» **TASK INSTRUCTIONS**: Check each line of the data below for the word "arguments", then extract the ones that have it.

⟨

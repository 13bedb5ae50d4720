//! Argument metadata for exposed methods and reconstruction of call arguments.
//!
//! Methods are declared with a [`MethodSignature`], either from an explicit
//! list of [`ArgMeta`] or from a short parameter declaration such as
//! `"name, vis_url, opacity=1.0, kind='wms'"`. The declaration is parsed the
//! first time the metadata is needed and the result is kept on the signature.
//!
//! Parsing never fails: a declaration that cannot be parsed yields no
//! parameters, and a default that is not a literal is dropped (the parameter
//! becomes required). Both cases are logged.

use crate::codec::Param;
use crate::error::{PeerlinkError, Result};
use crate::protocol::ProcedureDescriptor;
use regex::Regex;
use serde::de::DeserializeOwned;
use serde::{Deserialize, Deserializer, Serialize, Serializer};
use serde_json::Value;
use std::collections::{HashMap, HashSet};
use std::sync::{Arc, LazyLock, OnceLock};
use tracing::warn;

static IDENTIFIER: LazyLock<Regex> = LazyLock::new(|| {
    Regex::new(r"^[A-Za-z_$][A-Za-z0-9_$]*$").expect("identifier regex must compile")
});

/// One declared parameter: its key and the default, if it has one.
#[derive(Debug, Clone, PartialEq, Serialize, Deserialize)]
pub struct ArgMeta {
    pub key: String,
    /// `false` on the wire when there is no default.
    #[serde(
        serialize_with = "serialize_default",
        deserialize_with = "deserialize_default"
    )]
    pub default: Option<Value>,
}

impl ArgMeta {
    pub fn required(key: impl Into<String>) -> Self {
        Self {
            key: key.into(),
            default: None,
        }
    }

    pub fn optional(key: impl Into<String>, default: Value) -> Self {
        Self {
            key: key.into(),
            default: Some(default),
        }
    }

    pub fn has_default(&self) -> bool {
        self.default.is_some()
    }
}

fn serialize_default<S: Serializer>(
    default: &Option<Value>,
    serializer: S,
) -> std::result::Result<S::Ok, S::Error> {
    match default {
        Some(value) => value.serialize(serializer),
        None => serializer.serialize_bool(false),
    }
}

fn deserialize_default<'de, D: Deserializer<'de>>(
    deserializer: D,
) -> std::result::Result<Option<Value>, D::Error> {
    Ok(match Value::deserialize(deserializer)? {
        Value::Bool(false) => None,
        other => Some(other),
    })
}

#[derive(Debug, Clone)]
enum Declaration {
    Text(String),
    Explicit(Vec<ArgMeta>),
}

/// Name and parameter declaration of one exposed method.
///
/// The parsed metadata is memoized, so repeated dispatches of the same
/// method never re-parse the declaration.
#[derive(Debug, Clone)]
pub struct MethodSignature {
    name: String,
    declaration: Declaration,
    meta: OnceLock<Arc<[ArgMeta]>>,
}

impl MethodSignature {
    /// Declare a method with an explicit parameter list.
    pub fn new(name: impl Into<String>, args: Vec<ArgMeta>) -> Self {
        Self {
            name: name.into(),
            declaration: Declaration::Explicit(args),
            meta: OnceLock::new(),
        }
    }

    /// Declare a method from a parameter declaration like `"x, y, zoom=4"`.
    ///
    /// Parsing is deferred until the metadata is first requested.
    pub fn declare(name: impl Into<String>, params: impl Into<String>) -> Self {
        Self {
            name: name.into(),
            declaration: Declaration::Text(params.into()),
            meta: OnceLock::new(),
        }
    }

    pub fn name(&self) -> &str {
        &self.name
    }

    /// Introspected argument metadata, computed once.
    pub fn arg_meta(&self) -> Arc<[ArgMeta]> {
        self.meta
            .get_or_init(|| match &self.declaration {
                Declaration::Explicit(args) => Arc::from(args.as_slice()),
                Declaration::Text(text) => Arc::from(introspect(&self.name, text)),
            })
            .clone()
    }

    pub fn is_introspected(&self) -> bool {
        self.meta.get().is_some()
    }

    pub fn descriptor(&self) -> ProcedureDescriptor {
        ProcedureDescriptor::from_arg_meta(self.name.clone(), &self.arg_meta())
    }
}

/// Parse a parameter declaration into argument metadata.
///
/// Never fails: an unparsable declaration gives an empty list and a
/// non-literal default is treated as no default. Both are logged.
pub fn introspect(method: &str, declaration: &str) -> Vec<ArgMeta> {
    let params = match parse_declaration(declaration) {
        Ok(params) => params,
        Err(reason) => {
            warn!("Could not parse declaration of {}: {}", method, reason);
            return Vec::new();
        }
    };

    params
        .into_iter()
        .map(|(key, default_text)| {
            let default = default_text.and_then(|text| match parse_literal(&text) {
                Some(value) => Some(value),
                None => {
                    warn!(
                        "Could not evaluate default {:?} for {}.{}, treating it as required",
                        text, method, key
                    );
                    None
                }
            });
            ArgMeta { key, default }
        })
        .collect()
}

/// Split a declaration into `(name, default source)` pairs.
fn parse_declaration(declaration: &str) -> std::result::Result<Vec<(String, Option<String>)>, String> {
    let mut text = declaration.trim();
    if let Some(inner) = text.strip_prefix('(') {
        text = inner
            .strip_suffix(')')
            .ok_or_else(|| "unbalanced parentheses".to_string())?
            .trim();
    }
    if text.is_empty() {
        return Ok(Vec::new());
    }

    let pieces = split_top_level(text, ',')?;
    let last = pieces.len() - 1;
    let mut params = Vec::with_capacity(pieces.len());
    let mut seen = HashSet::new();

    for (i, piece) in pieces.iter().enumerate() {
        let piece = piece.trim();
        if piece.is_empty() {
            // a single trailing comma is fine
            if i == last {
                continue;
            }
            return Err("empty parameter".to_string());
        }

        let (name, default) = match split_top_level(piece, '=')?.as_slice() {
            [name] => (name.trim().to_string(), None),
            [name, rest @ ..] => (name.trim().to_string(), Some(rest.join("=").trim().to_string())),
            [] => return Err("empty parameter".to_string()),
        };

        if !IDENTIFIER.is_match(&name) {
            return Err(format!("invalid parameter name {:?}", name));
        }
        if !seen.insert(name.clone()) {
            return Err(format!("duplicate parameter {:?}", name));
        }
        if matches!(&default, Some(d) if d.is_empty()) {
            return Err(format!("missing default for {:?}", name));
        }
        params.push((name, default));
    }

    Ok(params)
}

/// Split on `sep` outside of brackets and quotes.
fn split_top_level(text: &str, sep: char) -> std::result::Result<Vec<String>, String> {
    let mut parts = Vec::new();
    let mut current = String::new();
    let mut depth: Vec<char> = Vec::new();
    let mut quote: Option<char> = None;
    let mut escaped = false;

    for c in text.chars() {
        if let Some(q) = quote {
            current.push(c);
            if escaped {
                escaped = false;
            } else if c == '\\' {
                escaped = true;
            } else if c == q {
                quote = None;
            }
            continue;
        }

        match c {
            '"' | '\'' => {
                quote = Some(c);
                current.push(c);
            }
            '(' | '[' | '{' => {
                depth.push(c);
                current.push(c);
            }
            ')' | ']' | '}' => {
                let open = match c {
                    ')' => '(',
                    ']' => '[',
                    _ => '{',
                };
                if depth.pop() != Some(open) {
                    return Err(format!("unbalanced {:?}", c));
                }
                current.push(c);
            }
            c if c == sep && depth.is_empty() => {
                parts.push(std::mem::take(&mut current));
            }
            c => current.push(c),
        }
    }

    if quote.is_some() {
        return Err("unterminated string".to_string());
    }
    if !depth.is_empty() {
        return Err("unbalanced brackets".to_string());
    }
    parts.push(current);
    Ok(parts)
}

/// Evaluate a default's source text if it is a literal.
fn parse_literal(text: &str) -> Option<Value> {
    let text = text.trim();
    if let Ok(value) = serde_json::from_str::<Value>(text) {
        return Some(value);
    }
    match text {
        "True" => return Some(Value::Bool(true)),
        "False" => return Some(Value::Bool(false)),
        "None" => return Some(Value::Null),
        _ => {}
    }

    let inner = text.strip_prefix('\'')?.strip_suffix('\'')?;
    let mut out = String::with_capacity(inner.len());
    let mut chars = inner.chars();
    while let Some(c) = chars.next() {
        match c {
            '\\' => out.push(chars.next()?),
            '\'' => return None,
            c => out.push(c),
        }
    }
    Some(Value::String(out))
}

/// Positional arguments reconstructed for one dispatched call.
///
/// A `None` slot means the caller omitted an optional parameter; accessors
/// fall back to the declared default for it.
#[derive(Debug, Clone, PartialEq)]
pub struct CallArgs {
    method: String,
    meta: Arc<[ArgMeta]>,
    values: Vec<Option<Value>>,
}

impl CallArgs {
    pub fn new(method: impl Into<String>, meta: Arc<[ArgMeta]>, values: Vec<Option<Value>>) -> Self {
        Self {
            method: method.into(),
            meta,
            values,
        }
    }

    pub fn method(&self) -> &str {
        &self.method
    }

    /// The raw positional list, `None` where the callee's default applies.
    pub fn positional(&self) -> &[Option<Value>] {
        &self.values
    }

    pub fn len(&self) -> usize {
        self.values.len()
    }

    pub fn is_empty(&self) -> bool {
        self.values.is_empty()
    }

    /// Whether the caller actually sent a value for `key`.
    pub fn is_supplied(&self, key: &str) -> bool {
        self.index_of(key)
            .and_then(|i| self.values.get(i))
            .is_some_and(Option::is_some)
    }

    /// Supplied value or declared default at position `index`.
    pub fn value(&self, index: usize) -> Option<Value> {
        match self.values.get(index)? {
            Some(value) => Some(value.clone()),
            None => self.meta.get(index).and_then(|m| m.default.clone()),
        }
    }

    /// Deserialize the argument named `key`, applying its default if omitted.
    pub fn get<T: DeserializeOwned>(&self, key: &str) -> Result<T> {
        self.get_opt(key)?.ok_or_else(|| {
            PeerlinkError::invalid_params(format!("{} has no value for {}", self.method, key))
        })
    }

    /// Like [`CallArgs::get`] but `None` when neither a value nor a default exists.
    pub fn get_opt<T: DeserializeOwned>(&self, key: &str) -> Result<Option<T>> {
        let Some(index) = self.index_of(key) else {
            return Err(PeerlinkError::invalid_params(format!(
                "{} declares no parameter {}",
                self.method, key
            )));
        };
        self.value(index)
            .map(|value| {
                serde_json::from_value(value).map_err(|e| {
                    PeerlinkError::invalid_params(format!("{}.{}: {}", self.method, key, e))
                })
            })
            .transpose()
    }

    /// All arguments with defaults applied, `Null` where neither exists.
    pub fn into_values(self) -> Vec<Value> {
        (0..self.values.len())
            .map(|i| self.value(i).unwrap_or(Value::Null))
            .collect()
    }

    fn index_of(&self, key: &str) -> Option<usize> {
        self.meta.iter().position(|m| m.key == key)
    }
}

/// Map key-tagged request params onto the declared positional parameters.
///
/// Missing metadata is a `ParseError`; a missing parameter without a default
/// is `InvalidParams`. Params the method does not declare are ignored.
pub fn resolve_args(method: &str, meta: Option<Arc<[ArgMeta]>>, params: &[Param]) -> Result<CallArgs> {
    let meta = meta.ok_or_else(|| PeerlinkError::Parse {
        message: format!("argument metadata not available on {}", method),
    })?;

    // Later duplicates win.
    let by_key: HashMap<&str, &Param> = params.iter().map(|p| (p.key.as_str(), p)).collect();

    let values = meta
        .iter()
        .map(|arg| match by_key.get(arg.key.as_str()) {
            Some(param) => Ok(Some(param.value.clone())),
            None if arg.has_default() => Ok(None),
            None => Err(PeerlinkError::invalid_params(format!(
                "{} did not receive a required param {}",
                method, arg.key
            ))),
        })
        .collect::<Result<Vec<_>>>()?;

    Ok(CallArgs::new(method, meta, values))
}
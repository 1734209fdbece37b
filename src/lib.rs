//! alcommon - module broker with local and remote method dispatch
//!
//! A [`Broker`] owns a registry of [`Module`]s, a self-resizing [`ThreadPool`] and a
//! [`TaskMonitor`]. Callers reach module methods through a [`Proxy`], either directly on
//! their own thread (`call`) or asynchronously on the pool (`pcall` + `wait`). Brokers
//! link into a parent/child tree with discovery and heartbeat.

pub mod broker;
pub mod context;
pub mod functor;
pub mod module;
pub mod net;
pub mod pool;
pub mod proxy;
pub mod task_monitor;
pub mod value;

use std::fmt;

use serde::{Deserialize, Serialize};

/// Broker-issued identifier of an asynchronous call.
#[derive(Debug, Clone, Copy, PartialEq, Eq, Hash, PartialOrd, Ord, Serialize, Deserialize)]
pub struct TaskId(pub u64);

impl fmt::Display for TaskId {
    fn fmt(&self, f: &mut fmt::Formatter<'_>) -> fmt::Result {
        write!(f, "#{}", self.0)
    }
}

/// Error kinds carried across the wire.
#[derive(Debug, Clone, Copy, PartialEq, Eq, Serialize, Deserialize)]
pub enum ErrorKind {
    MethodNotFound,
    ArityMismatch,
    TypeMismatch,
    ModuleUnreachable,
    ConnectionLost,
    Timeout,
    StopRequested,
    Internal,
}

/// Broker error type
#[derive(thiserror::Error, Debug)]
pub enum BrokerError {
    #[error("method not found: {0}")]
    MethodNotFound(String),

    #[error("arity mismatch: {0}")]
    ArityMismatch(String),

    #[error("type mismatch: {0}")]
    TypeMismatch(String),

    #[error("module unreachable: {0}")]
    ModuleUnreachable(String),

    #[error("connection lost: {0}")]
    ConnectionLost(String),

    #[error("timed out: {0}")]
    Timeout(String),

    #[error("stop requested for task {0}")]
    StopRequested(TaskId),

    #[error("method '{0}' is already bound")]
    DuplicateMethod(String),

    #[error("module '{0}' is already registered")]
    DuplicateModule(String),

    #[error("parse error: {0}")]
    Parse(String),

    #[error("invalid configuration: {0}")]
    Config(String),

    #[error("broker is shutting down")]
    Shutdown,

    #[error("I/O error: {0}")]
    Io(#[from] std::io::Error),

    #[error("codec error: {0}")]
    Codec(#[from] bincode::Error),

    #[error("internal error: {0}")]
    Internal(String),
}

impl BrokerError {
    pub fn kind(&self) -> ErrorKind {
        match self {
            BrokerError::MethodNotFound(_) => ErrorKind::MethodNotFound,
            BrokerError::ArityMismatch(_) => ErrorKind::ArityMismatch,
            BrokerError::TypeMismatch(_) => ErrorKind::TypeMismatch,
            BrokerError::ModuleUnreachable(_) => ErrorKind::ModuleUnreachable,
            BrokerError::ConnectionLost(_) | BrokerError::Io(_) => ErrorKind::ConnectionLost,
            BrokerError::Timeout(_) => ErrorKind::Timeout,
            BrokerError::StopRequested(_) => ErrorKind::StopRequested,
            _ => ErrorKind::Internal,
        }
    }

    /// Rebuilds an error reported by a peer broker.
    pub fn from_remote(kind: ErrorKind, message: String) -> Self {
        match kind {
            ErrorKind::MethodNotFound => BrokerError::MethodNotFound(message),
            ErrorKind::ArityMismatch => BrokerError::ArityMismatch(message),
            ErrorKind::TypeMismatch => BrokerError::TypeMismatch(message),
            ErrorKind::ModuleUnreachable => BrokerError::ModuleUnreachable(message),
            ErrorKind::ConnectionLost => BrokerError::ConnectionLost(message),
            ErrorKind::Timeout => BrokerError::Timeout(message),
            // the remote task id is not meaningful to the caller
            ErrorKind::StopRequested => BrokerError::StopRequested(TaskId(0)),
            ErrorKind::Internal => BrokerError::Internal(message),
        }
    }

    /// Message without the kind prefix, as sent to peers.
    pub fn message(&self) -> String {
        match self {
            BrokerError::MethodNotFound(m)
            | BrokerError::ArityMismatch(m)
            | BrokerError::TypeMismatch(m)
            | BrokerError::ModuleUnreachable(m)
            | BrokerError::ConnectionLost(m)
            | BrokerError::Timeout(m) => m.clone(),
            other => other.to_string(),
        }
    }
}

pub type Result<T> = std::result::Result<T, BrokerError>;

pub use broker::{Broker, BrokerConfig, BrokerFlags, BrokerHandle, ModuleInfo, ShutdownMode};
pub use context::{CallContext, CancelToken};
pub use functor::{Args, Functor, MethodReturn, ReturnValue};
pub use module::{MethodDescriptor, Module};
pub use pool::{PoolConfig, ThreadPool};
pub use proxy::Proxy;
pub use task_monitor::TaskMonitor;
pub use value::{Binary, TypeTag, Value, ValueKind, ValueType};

⟩

» **COMPLETED EXERCISE**:
//! Argument metadata for exposed methods and reconstruction of call arguments.
/// Positional arguments reconstructed for one dispatched call.
    /// All arguments with defaults applied, `Null` where neither exists.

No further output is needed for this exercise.